Congressmen, Senators, judges, and other Washington dignitaries
took their wives, their children, their servants, and a picnic
lunch down to Virginia to see the show.
*Aware of the impending attack, Beauregard was able to prepare to
an extent (although his troops were mostly inexperienced
militiamen), and, more important, another Confederate force of
about 11,000 under the command of Joseph Johnston was able to move
by rail from the Shenandoah Valley directly to the scene of the
battle, reinforcing Beauregard as the fighting went on. The
two forces met on 21 July, 1861.
*The battle was a mess in many ways. Neither side was, for
the most part, well-trained. Uniforms were not yet
standardised, so some Confederates wore blue and some Yankees wore
grey, and some men on both sides wore other colours
completely. There were cases of soldiers approaching and
overrunning their enemies because they were not recognised, and of
men being shot by their own side for the same reason. The
confusion of the Stars and Strips with the Stars and Bars led to
the creation of the Confederate Battle Flag.
*Initially outnumbered, the Confederates seemed to be
losing. However, they sent reinforcements into battle
directly off the trains as they arrived. At one point, as
the Confederates were withdrawing, General Barnard Elliot Bee of
Texas saw one brigade of Virginia troops, led by General Thomas
Jackson, standing against the tide. He said ‘There stands
Jackson like a stone wall. Rally behind the
Virginians!’ The Confederates stopped retreating and began
to fight back. Jackson was known as 'Stonewall' ever
afterwards.
*Facing stiff resistance and a new load of troops off the trains,
the Federal troops turned and ran back to Washington, D.C.
Had the Confederate army been better organised, they might have
pursued them and ended the war right there, but they were not
really any better prepared than their foes.
*The North had about 2,900 casualties and the South about
2,000. The Federal Army was also so demoralised that no
major battles were be fought for the rest of the year. They
did not invade the South, and the South did not need to invade the
North.
*This battle demonstrated to the North that they were in for a
long and bloody war, but also gave the South a false sense of
security.
*The first battle of the Civil War, like so many to come, was in
large part so bloody because most Americans were now using rifles
firing so-called Minie Balls (actually an early type of bullet
designed to fit a rifle), which had a useful range easily up to
500 yards, and could travel much farther. Rifles were also
more reliable, because they used percussion caps rather than flint
and steel. However, the generals had all learnt to fight
like Napoleon, and used line tactics much like those used in the
Revolutionary War, planning to fire a few volleys and then charge
with the bayonet. This led to many deaths that might have
been avoided, or at least been somewhat more purposeful, if the
tactics had more closely suited the weapons available. About
90% of the casualties in the Civil War were inflicted by rifles
while less than 1% were actually inflicted with bayonets.

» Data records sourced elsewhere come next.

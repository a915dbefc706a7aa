// Fri Oct 16 2026 - Alex

use bitflags::bitflags;
use std::fmt;

bitflags! {
    #[derive(Debug, Clone, Copy, PartialEq, Eq, Hash)]
    pub struct CpuFeatures: u32 {
        const SSE2 = 1 << 0;
        const SSSE3 = 1 << 1;
        const AVX2 = 1 << 2;
        const AVX512BW = 1 << 3;
        const NEON = 1 << 4;
    }
}

/// Capabilities of the host a database is built for.
#[derive(Debug, Clone, Copy, PartialEq, Eq)]
pub struct Platform {
    arch: &'static str,
    features: CpuFeatures,
}

impl Platform {
    /// Probes the executing CPU. Not cached: every build asks again.
    pub fn populate() -> Self {
        Self {
            arch: std::env::consts::ARCH,
            features: probe_features(),
        }
    }

    /// A platform with no vector unit, used to force scalar scanning.
    pub fn generic() -> Self {
        Self {
            arch: std::env::consts::ARCH,
            features: CpuFeatures::empty(),
        }
    }

    pub fn arch(&self) -> &'static str {
        self.arch
    }

    pub fn features(&self) -> CpuFeatures {
        self.features
    }

    pub fn has_vector_unit(&self) -> bool {
        !self.features.is_empty()
    }
}

impl fmt::Display for Platform {
    fn fmt(&self, f: &mut fmt::Formatter<'_>) -> fmt::Result {
        write!(f, "{}", self.arch)?;

        let names: Vec<_> = self.features.iter_names().map(|(name, _)| name.to_lowercase()).collect();
        if names.is_empty() {
            write!(f, " (scalar)")
        } else {
            write!(f, " ({})", names.join(", "))
        }
    }
}

#[cfg(target_arch = "x86_64")]
fn probe_features() -> CpuFeatures {
    let mut features = CpuFeatures::empty();

    if is_x86_feature_detected!("sse2") {
        features |= CpuFeatures::SSE2;
    }
    if is_x86_feature_detected!("ssse3") {
        features |= CpuFeatures::SSSE3;
    }
    if is_x86_feature_detected!("avx2") {
        features |= CpuFeatures::AVX2;
    }
    if is_x86_feature_detected!("avx512bw") {
        features |= CpuFeatures::AVX512BW;
    }

    features
}

#[cfg(target_arch = "aarch64")]
fn probe_features() -> CpuFeatures {
    if std::arch::is_aarch64_feature_detected!("neon") {
        CpuFeatures::NEON
    } else {
        CpuFeatures::empty()
    }
}

#[cfg(not(any(target_arch = "x86_64", target_arch = "aarch64")))]
fn probe_features() -> CpuFeatures {
    CpuFeatures::empty()
}

#[cfg(test)]
mod tests {
    use super::*;

    #[test]
    fn test_generic_has_no_vector_unit() {
        let platform = Platform::generic();
        assert!(!platform.has_vector_unit());
        assert!(platform.to_string().ends_with("(scalar)"));
    }

    #[test]
    fn test_populate_is_stable_on_one_host() {
        assert_eq!(Platform::populate(), Platform::populate());
    }

    #[cfg(target_arch = "x86_64")]
    #[test]
    fn test_x86_64_always_has_sse2() {
        assert!(Platform::populate().features().contains(CpuFeatures::SSE2));
    }
}
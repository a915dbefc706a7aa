// Fri Oct 16 2026 - Alex

use thiserror::Error;

/// Raised for the first pattern in a batch that cannot be parsed.
#[derive(Error, Debug, Clone, PartialEq, Eq)]
#[error("error parsing pattern {pattern}: {message}")]
pub struct CompileError {
    pattern: String,
    message: String,
}

impl CompileError {
    pub fn new(pattern: &str, message: impl Into<String>) -> Self {
        Self {
            pattern: pattern.to_string(),
            message: message.into(),
        }
    }

    /// The pattern text exactly as it was supplied.
    pub fn pattern(&self) -> &str {
        &self.pattern
    }

    pub fn message(&self) -> &str {
        &self.message
    }
}
// Fri Oct 16 2026 - Alex

use crate::error::Result;
use memmap2::Mmap;
use std::fs::{self, File};
use std::io::Read;
use std::path::Path;

/// Reads a signature file: one pattern per line, blank lines and lines
/// starting with `#` are skipped.
pub fn load_patterns<P: AsRef<Path>>(path: P) -> Result<Vec<String>> {
    let contents = fs::read_to_string(path)?;
    Ok(parse_pattern_lines(&contents))
}

pub fn parse_pattern_lines(contents: &str) -> Vec<String> {
    contents.lines()
        .map(|line| line.trim_end_matches('\r'))
        .filter(|line| !line.trim().is_empty() && !line.trim_start().starts_with('#'))
        .map(str::to_string)
        .collect()
}

/// Bytes of one input, memory-mapped when it comes from a regular file.
pub enum CorpusBuffer {
    Mapped(Mmap),
    Owned(Vec<u8>),
}

impl CorpusBuffer {
    pub fn open<P: AsRef<Path>>(path: P) -> Result<Self> {
        let file = File::open(path)?;

        if file.metadata()?.len() == 0 {
            return Ok(CorpusBuffer::Owned(Vec::new()));
        }

        let mmap = unsafe { Mmap::map(&file) }?;
        Ok(CorpusBuffer::Mapped(mmap))
    }

    pub fn from_reader<R: Read>(mut reader: R) -> Result<Self> {
        let mut data = Vec::new();
        reader.read_to_end(&mut data)?;
        Ok(CorpusBuffer::Owned(data))
    }
}

impl AsRef<[u8]> for CorpusBuffer {
    fn as_ref(&self) -> &[u8] {
        match self {
            CorpusBuffer::Mapped(mmap) => mmap.as_ref(),
            CorpusBuffer::Owned(data) => data,
        }
    }
}
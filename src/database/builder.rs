// Fri Oct 16 2026 - Alex

use crate::config::Config;
use crate::database::accel::Accelerator;
use crate::database::{BuildError, Platform, VectoredDatabase};
use crate::pattern::{CompiledPattern, PatternFlags};
use regex_automata::hybrid::dfa::DFA;
use regex_automata::nfa::thompson;
use regex_automata::MatchKind;

pub struct DatabaseBuilder {
    accelerate: bool,
    nfa_size_limit: Option<usize>,
    cache_capacity: usize,
}

impl DatabaseBuilder {
    pub fn new() -> Self {
        Self::from_config(&Config::default())
    }

    pub fn from_config(config: &Config) -> Self {
        Self {
            accelerate: config.accelerate,
            nfa_size_limit: config.nfa_size_limit,
            cache_capacity: config.cache_capacity,
        }
    }

    pub fn with_acceleration(mut self, enabled: bool) -> Self {
        self.accelerate = enabled;
        self
    }

    pub fn with_nfa_size_limit(mut self, limit: Option<usize>) -> Self {
        self.nfa_size_limit = limit;
        self
    }

    pub fn with_cache_capacity(mut self, bytes: usize) -> Self {
        self.cache_capacity = bytes;
        self
    }

    /// Builds a vectored-mode database. Every match of every pattern is
    /// reported, so pattern ids in hits map straight back into `patterns`.
    ///
    /// Only the NFA is built here; DFA states are created on demand during
    /// scans, so build time grows linearly with the pattern set.
    pub fn build(&self, patterns: &[CompiledPattern], platform: Platform) -> Result<VectoredDatabase, BuildError> {
        if patterns.is_empty() {
            return Err(BuildError::NoPatterns);
        }

        let hirs: Vec<_> = patterns.iter().map(|p| p.hir()).collect();

        // utf8(false) keeps the unanchored prefix byte-oriented so arbitrary
        // binary corpora can be scanned.
        let nfa = thompson::Compiler::new()
            .configure(
                thompson::Config::new()
                    .utf8(false)
                    .nfa_size_limit(self.nfa_size_limit),
            )
            .build_many_from_hir(&hirs)?;
        let nfa_bytes = nfa.memory_usage();

        let accelerator = if self.accelerate && platform.has_vector_unit() {
            Accelerator::from_hirs(&hirs)
        } else {
            None
        };

        let dfa = DFA::builder()
            .configure(
                DFA::config()
                    .match_kind(MatchKind::All)
                    .cache_capacity(self.cache_capacity)
                    .specialize_start_states(accelerator.is_some()),
            )
            .build_from_nfa(nfa)?;

        let single_match = patterns.iter()
            .map(|p| p.pattern().flags().contains(PatternFlags::SINGLEMATCH))
            .collect();

        log::debug!(
            "built database: {} patterns, {} NFA bytes, platform {}, acceleration {}",
            patterns.len(),
            nfa_bytes,
            platform,
            if accelerator.is_some() { "on" } else { "off" },
        );

        Ok(VectoredDatabase::new(dfa, accelerator, single_match, platform))
    }
}

impl Default for DatabaseBuilder {
    fn default() -> Self {
        Self::new()
    }
}

#[cfg(test)]
mod tests {
    use super::*;
    use crate::pattern::compile_patterns;

    #[test]
    fn test_build_reports_pattern_count() {
        let patterns = compile_patterns(&["abc", "d.f"]).unwrap();
        let db = DatabaseBuilder::new().build(&patterns, Platform::populate()).unwrap();
        assert_eq!(db.pattern_count(), 2);
    }

    #[test]
    fn test_build_rejects_empty_set() {
        let err = DatabaseBuilder::new().build(&[], Platform::populate()).unwrap_err();
        assert!(matches!(err, BuildError::NoPatterns));
    }

    #[test]
    fn test_nfa_size_limit_is_a_build_error() {
        let patterns = compile_patterns(&["x{5000}"]).unwrap();
        let err = DatabaseBuilder::new()
            .with_nfa_size_limit(Some(4096))
            .build(&patterns, Platform::populate())
            .unwrap_err();
        assert!(matches!(err, BuildError::Nfa(_)));
        assert!(err.to_string().starts_with("error updating pattern database"));
    }

    #[test]
    fn test_tiny_cache_is_a_build_error() {
        let patterns = compile_patterns(&["abc"]).unwrap();
        let err = DatabaseBuilder::new()
            .with_cache_capacity(0)
            .build(&patterns, Platform::populate())
            .unwrap_err();
        assert!(matches!(err, BuildError::Dfa(_)));
    }

    #[test]
    fn test_large_sets_build() {
        let sources: Vec<String> = (0..500).map(|i| format!("/union.{{0,20}}select{}/i", i)).collect();
        let patterns = compile_patterns(&sources).unwrap();
        let db = DatabaseBuilder::new().build(&patterns, Platform::populate()).unwrap();
        assert_eq!(db.pattern_count(), 500);
    }

    #[test]
    fn test_no_acceleration_without_vector_unit() {
        let patterns = compile_patterns(&["needle"]).unwrap();
        let db = DatabaseBuilder::new()
            .with_acceleration(true)
            .build(&patterns, Platform::generic())
            .unwrap();
        assert!(!db.info().accelerated);
    }
}
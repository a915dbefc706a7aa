// Fri Oct 16 2026 - Alex

pub mod logging;

pub use logging::LoggingUtils;
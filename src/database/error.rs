// Fri Oct 16 2026 - Alex

use regex_automata::hybrid;
use regex_automata::nfa::thompson;
use thiserror::Error;

#[derive(Error, Debug)]
pub enum BuildError {
    #[error("error updating pattern database: no patterns to build")]
    NoPatterns,
    #[error("error updating pattern database: {0}")]
    Nfa(#[from] thompson::BuildError),
    #[error("error updating pattern database: {0}")]
    Dfa(#[from] hybrid::BuildError),
}

#[derive(Error, Debug, Clone, PartialEq, Eq)]
pub enum ScanError {
    #[error("scan could not start: {0}")]
    Start(String),
    #[error("scan aborted: {0}")]
    Cache(String),
}
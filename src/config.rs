// Fri Oct 16 2026 - Alex

use crate::error::{Error, Result};
use crate::pattern::PatternFlags;
use serde::{Deserialize, Serialize};
use std::fs;
use std::path::Path;

#[derive(Debug, Clone, PartialEq, Eq, Serialize, Deserialize)]
#[serde(default)]
pub struct Config {
    /// Flags applied to patterns written without `/.../` delimiters.
    pub default_flags: String,
    /// Skip ahead with a literal prefilter when the host has a vector unit.
    pub accelerate: bool,
    pub nfa_size_limit: Option<usize>,
    /// Bytes of lazily built DFA states kept per concurrent scan.
    pub cache_capacity: usize,
    /// Scan threads for batch matching.
    pub threads: usize,
}

impl Default for Config {
    fn default() -> Self {
        Self {
            default_flags: String::new(),
            accelerate: true,
            nfa_size_limit: Some(64 << 20),
            cache_capacity: 8 << 20,
            threads: num_cpus::get(),
        }
    }
}

impl Config {
    pub fn new() -> Self {
        Self::default()
    }

    pub fn with_default_flags(mut self, flags: &str) -> Self {
        self.default_flags = flags.to_string();
        self
    }

    pub fn with_acceleration(mut self, enabled: bool) -> Self {
        self.accelerate = enabled;
        self
    }

    pub fn with_nfa_size_limit(mut self, limit: Option<usize>) -> Self {
        self.nfa_size_limit = limit;
        self
    }

    pub fn with_cache_capacity(mut self, bytes: usize) -> Self {
        self.cache_capacity = bytes;
        self
    }

    pub fn with_threads(mut self, threads: usize) -> Self {
        self.threads = threads;
        self
    }

    pub fn default_pattern_flags(&self) -> Result<PatternFlags> {
        PatternFlags::parse(&self.default_flags)
            .map_err(|c| Error::Config(format!("unsupported default flag `{}`", c)))
    }

    pub fn validate(&self) -> Result<()> {
        if self.threads == 0 {
            return Err(Error::Config("threads must be greater than 0".to_string()));
        }
        self.default_pattern_flags()?;
        Ok(())
    }

    pub fn load<P: AsRef<Path>>(path: P) -> Result<Self> {
        let contents = fs::read_to_string(path)?;
        let config: Config = serde_json::from_str(&contents)
            .map_err(|e| Error::Config(e.to_string()))?;

        config.validate()?;
        Ok(config)
    }

    pub fn save<P: AsRef<Path>>(&self, path: P) -> Result<()> {
        let contents = serde_json::to_string_pretty(self)
            .map_err(|e| Error::Config(e.to_string()))?;
        fs::write(path, contents)?;
        Ok(())
    }
}
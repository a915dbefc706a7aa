// Fri Oct 16 2026 - Alex

use crate::pattern::CompileError;
use bitflags::bitflags;
use std::fmt;

/// Position of a pattern inside the batch it was compiled with.
///
/// Identifiers are dense (`0..N`) and only meaningful for the database built
/// from that batch. A later `update` renumbers everything, so callers must
/// never keep an id across updates.
pub type PatternId = usize;

bitflags! {
    #[derive(Debug, Clone, Copy, PartialEq, Eq, Hash)]
    pub struct PatternFlags: u32 {
        const CASELESS = 1 << 0;
        const MULTILINE = 1 << 1;
        const DOTALL = 1 << 2;
        const SINGLEMATCH = 1 << 3;
        const ALLOWEMPTY = 1 << 4;
        const UTF8 = 1 << 5;
        const UCP = 1 << 6;
    }
}

const FLAG_CHARS: [(char, PatternFlags); 7] = [
    ('i', PatternFlags::CASELESS),
    ('m', PatternFlags::MULTILINE),
    ('s', PatternFlags::DOTALL),
    ('H', PatternFlags::SINGLEMATCH),
    ('V', PatternFlags::ALLOWEMPTY),
    ('8', PatternFlags::UTF8),
    ('W', PatternFlags::UCP),
];

impl PatternFlags {
    /// Parses a flag string such as `"is"`. Returns the first unknown flag
    /// character on failure.
    pub fn parse(flags: &str) -> Result<Self, char> {
        let mut parsed = PatternFlags::empty();

        for c in flags.chars() {
            let (_, flag) = FLAG_CHARS.iter()
                .find(|(ch, _)| *ch == c)
                .ok_or(c)?;
            parsed |= *flag;
        }

        Ok(parsed)
    }

    pub fn is_unicode(&self) -> bool {
        self.intersects(PatternFlags::UTF8 | PatternFlags::UCP)
    }
}

impl fmt::Display for PatternFlags {
    fn fmt(&self, f: &mut fmt::Formatter<'_>) -> fmt::Result {
        for (c, flag) in FLAG_CHARS.iter() {
            if self.contains(*flag) {
                write!(f, "{}", c)?;
            }
        }
        Ok(())
    }
}

/// A signature expression with its batch-scoped identifier.
#[derive(Debug, Clone, PartialEq, Eq)]
pub struct Pattern {
    id: PatternId,
    expression: String,
    flags: PatternFlags,
}

impl Pattern {
    pub fn new(expression: &str, flags: PatternFlags) -> Self {
        Self {
            id: 0,
            expression: expression.to_string(),
            flags,
        }
    }

    /// Parses `expr`, `/expr/flags` or `id:/expr/flags`.
    ///
    /// An `id:` prefix is accepted for compatibility with signature files that
    /// carry one, but the compiler always renumbers by batch position.
    pub fn parse(source: &str) -> Result<Self, CompileError> {
        Self::parse_with_defaults(source, PatternFlags::empty())
    }

    /// Like [`Pattern::parse`], with `defaults` applied to bare expressions.
    pub fn parse_with_defaults(source: &str, defaults: PatternFlags) -> Result<Self, CompileError> {
        let mut rest = source;

        if let Some(colon) = rest.find(":/") {
            let prefix = &rest[..colon];
            let delimited = rest.rfind('/').is_some_and(|slash| slash > colon + 1);

            if colon > 0 && delimited && prefix.bytes().all(|b| b.is_ascii_digit()) {
                prefix.parse::<u32>()
                    .map_err(|e| CompileError::new(source, format!("invalid pattern id `{}`: {}", prefix, e)))?;
                rest = &rest[colon + 1..];
            }
        }

        if rest.starts_with('/') {
            if let Some(end) = rest.rfind('/').filter(|&end| end > 0) {
                let flags = PatternFlags::parse(&rest[end + 1..])
                    .map_err(|c| CompileError::new(source, format!("unsupported flag `{}`", c)))?;
                return Ok(Self::new(&rest[1..end], flags));
            }
        }

        Ok(Self::new(rest, defaults))
    }

    pub fn with_id(mut self, id: PatternId) -> Self {
        self.id = id;
        self
    }

    pub fn id(&self) -> PatternId {
        self.id
    }

    /// Expression text without delimiters or flags; this is what scans report.
    pub fn expression(&self) -> &str {
        &self.expression
    }

    pub fn flags(&self) -> PatternFlags {
        self.flags
    }
}

impl fmt::Display for Pattern {
    fn fmt(&self, f: &mut fmt::Formatter<'_>) -> fmt::Result {
        if self.flags.is_empty() {
            write!(f, "{}", self.expression)
        } else {
            write!(f, "/{}/{}", self.expression, self.flags)
        }
    }
}
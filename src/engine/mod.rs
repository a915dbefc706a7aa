// Fri Oct 16 2026 - Alex

pub mod core;
pub mod buffer;
pub mod collector;
pub mod matcher;

pub use self::core::Engine;
pub use buffer::to_views;
pub use collector::{collect, MatchCollector};
pub use matcher::Matcher;
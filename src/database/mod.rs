// Fri Oct 16 2026 - Alex

mod accel;
pub mod builder;
pub mod error;
pub mod platform;
pub mod vectored;

pub use builder::DatabaseBuilder;
pub use error::{BuildError, ScanError};
pub use platform::{CpuFeatures, Platform};
pub use vectored::{DatabaseInfo, MatchHit, Matching, ScanStatus, VectoredDatabase};

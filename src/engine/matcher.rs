// Fri Oct 16 2026 - Alex

use crate::error::Result;

/// Object-safe surface of a hot-swappable signature matcher.
pub trait Matcher: Send + Sync {
    /// Rebuilds the pattern database. All-or-nothing.
    fn update(&self, patterns: &[&str]) -> Result<()>;

    /// Scans a vectored byte corpus and returns the matched expressions.
    fn match_bytes(&self, corpus: &[&[u8]]) -> Result<Vec<String>>;

    /// Same as [`Matcher::match_bytes`] over text fragments.
    fn match_strings(&self, corpus: &[&str]) -> Result<Vec<String>>;
}
// Fri Oct 16 2026 - Alex

use crate::database::{BuildError, ScanError};
use crate::pattern::CompileError;
use thiserror::Error;

#[derive(Error, Debug)]
pub enum Error {
    #[error("no patterns specified")]
    NoPatterns,
    #[error("database not loaded")]
    NotLoaded,
    #[error(transparent)]
    Compile(#[from] CompileError),
    #[error(transparent)]
    Build(#[from] BuildError),
    #[error(transparent)]
    Scan(#[from] ScanError),
    #[error("Invalid configuration: {0}")]
    Config(String),
    #[error("IO error: {0}")]
    Io(#[from] std::io::Error),
}

pub type Result<T> = std::result::Result<T, Error>;
// Fri Oct 16 2026 - Alex

use crate::database::accel::Accelerator;
use crate::database::{Platform, ScanError};
use crate::pattern::PatternId;
use ahash::AHashSet;
use regex_automata::hybrid::dfa::{Cache, DFA};
use regex_automata::hybrid::LazyStateID;
use regex_automata::util::pool::Pool;
use regex_automata::util::start;
use regex_automata::Anchored;
use std::fmt;

/// One raw report from a scan: pattern `id` has a match ending at byte
/// offset `to` of the logical corpus. The same id may be reported many times.
#[derive(Debug, Clone, Copy, PartialEq, Eq)]
pub struct MatchHit {
    pub id: PatternId,
    pub to: usize,
}

/// Returned by a match callback to continue or stop the scan.
#[derive(Debug, Clone, Copy, PartialEq, Eq)]
pub enum Matching {
    Continue,
    Terminate,
}

#[derive(Debug, Clone, Copy, PartialEq, Eq)]
pub enum ScanStatus {
    Completed,
    Terminated,
}

#[derive(Debug, Clone, Copy)]
pub struct DatabaseInfo {
    pub patterns: usize,
    pub memory_usage: usize,
    pub platform: Platform,
    pub accelerated: bool,
}

impl fmt::Display for DatabaseInfo {
    fn fmt(&self, f: &mut fmt::Formatter<'_>) -> fmt::Result {
        write!(
            f,
            "{} patterns, {} bytes, {}{}",
            self.patterns,
            self.memory_usage,
            self.platform,
            if self.accelerated { ", accelerated" } else { "" },
        )
    }
}

type CacheFn = Box<dyn Fn() -> Cache + Send + Sync>;

/// Immutable compiled database for scanning a corpus split over several
/// buffers. Automaton state is carried from one buffer into the next, so a
/// match may straddle a boundary.
///
/// The automaton is determinized lazily while scanning. Each scan borrows a
/// transition cache from a pool, so concurrent scans never share one.
#[derive(Debug)]
pub struct VectoredDatabase {
    dfa: DFA,
    caches: Pool<Cache, CacheFn>,
    accelerator: Option<Accelerator>,
    single_match: Vec<bool>,
    platform: Platform,
}

impl VectoredDatabase {
    pub(crate) fn new(
        dfa: DFA,
        accelerator: Option<Accelerator>,
        single_match: Vec<bool>,
        platform: Platform,
    ) -> Self {
        let create: CacheFn = {
            let dfa = dfa.clone();
            Box::new(move || dfa.create_cache())
        };

        Self {
            dfa,
            caches: Pool::new(create),
            accelerator,
            single_match,
            platform,
        }
    }

    pub fn pattern_count(&self) -> usize {
        self.dfa.pattern_len()
    }

    pub fn platform(&self) -> Platform {
        self.platform
    }

    pub fn info(&self) -> DatabaseInfo {
        DatabaseInfo {
            patterns: self.pattern_count(),
            memory_usage: self.dfa.memory_usage() + self.dfa.get_nfa().memory_usage(),
            platform: self.platform,
            accelerated: self.accelerator.is_some(),
        }
    }

    /// Scans `corpus` as one logical stream, calling `on_match` for every hit.
    /// Patterns flagged `H` are reported at most once per scan.
    ///
    /// An empty corpus is scanned as the empty stream. Only patterns built
    /// with the `V` flag can match it.
    pub fn scan<B, F>(&self, corpus: &[B], mut on_match: F) -> Result<ScanStatus, ScanError>
    where
        B: AsRef<[u8]>,
        F: FnMut(MatchHit) -> Matching,
    {
        let mut guard = self.caches.get();
        let cache: &mut Cache = &mut guard;
        let mut fired = AHashSet::new();

        let config = start::Config::new().anchored(Anchored::No);
        let mut sid = self.dfa.start_state(cache, &config)
            .map_err(|e| ScanError::Start(e.to_string()))?;
        let mut base = 0;

        for fragment in corpus {
            let bytes = fragment.as_ref();
            let mut at = 0;

            while at < bytes.len() {
                if sid.is_start() {
                    if let Some(accel) = &self.accelerator {
                        let next = accel.skip(bytes, at);
                        if next > at {
                            at = next;
                            let restart = config.clone().look_behind(Some(bytes[at - 1]));
                            sid = self.dfa.start_state(cache, &restart)
                                .map_err(|e| ScanError::Start(e.to_string()))?;
                            continue;
                        }
                    }
                }

                sid = self.dfa.next_state(cache, sid, bytes[at])
                    .map_err(|e| ScanError::Cache(e.to_string()))?;

                if sid.is_tagged() {
                    // Matches are delayed by one byte: this one ended before `at`.
                    if sid.is_match() {
                        if self.report(cache, sid, base + at, &mut fired, &mut on_match) == Matching::Terminate {
                            return Ok(ScanStatus::Terminated);
                        }
                    } else if sid.is_dead() {
                        return Ok(ScanStatus::Completed);
                    }
                }

                at += 1;
            }

            base += bytes.len();
        }

        sid = self.dfa.next_eoi_state(cache, sid)
            .map_err(|e| ScanError::Cache(e.to_string()))?;
        if sid.is_match() && self.report(cache, sid, base, &mut fired, &mut on_match) == Matching::Terminate {
            return Ok(ScanStatus::Terminated);
        }

        Ok(ScanStatus::Completed)
    }

    fn report<F>(
        &self,
        cache: &Cache,
        sid: LazyStateID,
        to: usize,
        fired: &mut AHashSet<PatternId>,
        on_match: &mut F,
    ) -> Matching
    where
        F: FnMut(MatchHit) -> Matching,
    {
        for index in 0..self.dfa.match_len(cache, sid) {
            let id = self.dfa.match_pattern(cache, sid, index).as_usize();
            if self.single_match[id] && !fired.insert(id) {
                continue;
            }
            if on_match(MatchHit { id, to }) == Matching::Terminate {
                return Matching::Terminate;
            }
        }

        Matching::Continue
    }
}
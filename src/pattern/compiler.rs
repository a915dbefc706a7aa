// Fri Oct 16 2026 - Alex

use crate::pattern::{CompileError, Pattern, PatternFlags, PatternId};
use regex_syntax::hir::Hir;
use regex_syntax::ParserBuilder;

/// Turns raw signature strings into parsed, numbered patterns.
pub struct PatternCompiler {
    default_flags: PatternFlags,
}

impl PatternCompiler {
    pub fn new() -> Self {
        Self {
            default_flags: PatternFlags::empty(),
        }
    }

    pub fn with_default_flags(mut self, flags: PatternFlags) -> Self {
        self.default_flags = flags;
        self
    }

    /// Compiles a whole batch. Ids are assigned by position; the first
    /// failure aborts the batch and nothing is returned for it.
    pub fn compile<S: AsRef<str>>(&self, sources: &[S]) -> Result<Vec<CompiledPattern>, CompileError> {
        sources.iter()
            .enumerate()
            .map(|(id, source)| self.compile_one(id, source.as_ref()))
            .collect()
    }

    pub fn compile_one(&self, id: PatternId, source: &str) -> Result<CompiledPattern, CompileError> {
        let pattern = Pattern::parse_with_defaults(source, self.default_flags)?.with_id(id);
        let hir = self.translate(source, &pattern)?;

        Ok(CompiledPattern { pattern, hir })
    }

    fn translate(&self, source: &str, pattern: &Pattern) -> Result<Hir, CompileError> {
        let flags = pattern.flags();
        let unicode = flags.is_unicode();

        let hir = ParserBuilder::new()
            .case_insensitive(flags.contains(PatternFlags::CASELESS))
            .multi_line(flags.contains(PatternFlags::MULTILINE))
            .dot_matches_new_line(flags.contains(PatternFlags::DOTALL))
            .unicode(unicode)
            .utf8(unicode)
            .build()
            .parse(pattern.expression())
            .map_err(|e| CompileError::new(source, e.to_string()))?;

        if hir.properties().minimum_len() == Some(0) && !flags.contains(PatternFlags::ALLOWEMPTY) {
            return Err(CompileError::new(
                source,
                "pattern matches the empty buffer; add the V flag to allow it",
            ));
        }

        if hir.properties().look_set().contains_word_unicode() {
            return Err(CompileError::new(
                source,
                "Unicode word boundaries are not supported; use (?-u:\\b) for an ASCII boundary",
            ));
        }

        Ok(hir)
    }
}

impl Default for PatternCompiler {
    fn default() -> Self {
        Self::new()
    }
}

/// A pattern together with the syntax tree the database is built from.
#[derive(Debug, Clone)]
pub struct CompiledPattern {
    pattern: Pattern,
    hir: Hir,
}

impl CompiledPattern {
    pub fn pattern(&self) -> &Pattern {
        &self.pattern
    }

    pub fn id(&self) -> PatternId {
        self.pattern.id()
    }

    pub fn hir(&self) -> &Hir {
        &self.hir
    }

    pub fn into_pattern(self) -> Pattern {
        self.pattern
    }
}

*On the seas, the Confederacy revolutionised naval warfare.
Taking an old wooden steamship called the Merrimack, the
Confederates bolted iron plates to her hull to create
armour. They subsequently renamed her CSS Virginia.
She was not an especially well-built or sea-worthy vessel, but she
terrified the North. It was feared that the Virginia would
sail up the Potomac and bombard Washington. This ship was
called an ironclad, and she made all existing wooden navies
obsolete.
*The North hired an engineer named John Ericsson and sank money
into his project and in one hundred days built a better ironclad,
one designed to be an ironclad, and not merely a converted
steamboat. This was called USS Monitor.
*In March, 1862, the Confederacy sent the Virginia out to
attack the Union Navy. On the 8th, she sank two ships, ran
another aground, and terrified the Navy while losing no men and
taking no serious damage.
*The next day, the Monitor arrived, and after a long
battle chased the Virginia away, although without
significant damage to either ship. Later, when the Union
captured Norfolk, the Confederates burned the Virginia to
keep her from being captured, but both sides (and other navies of
the world) continued to build ironclads.
*Later, the Confederacy revolutionised naval warfare again with
the launch of the H. L. Hunley, one of the world’s first
submarines. Launched in 1863, Hunley sank on both
her practise missions, killing some or all of her crew each time,
before being sent into combat on 17 February, 1864 against USS Housatonic,
a US Navy sloop participating in the blockade of Charleston.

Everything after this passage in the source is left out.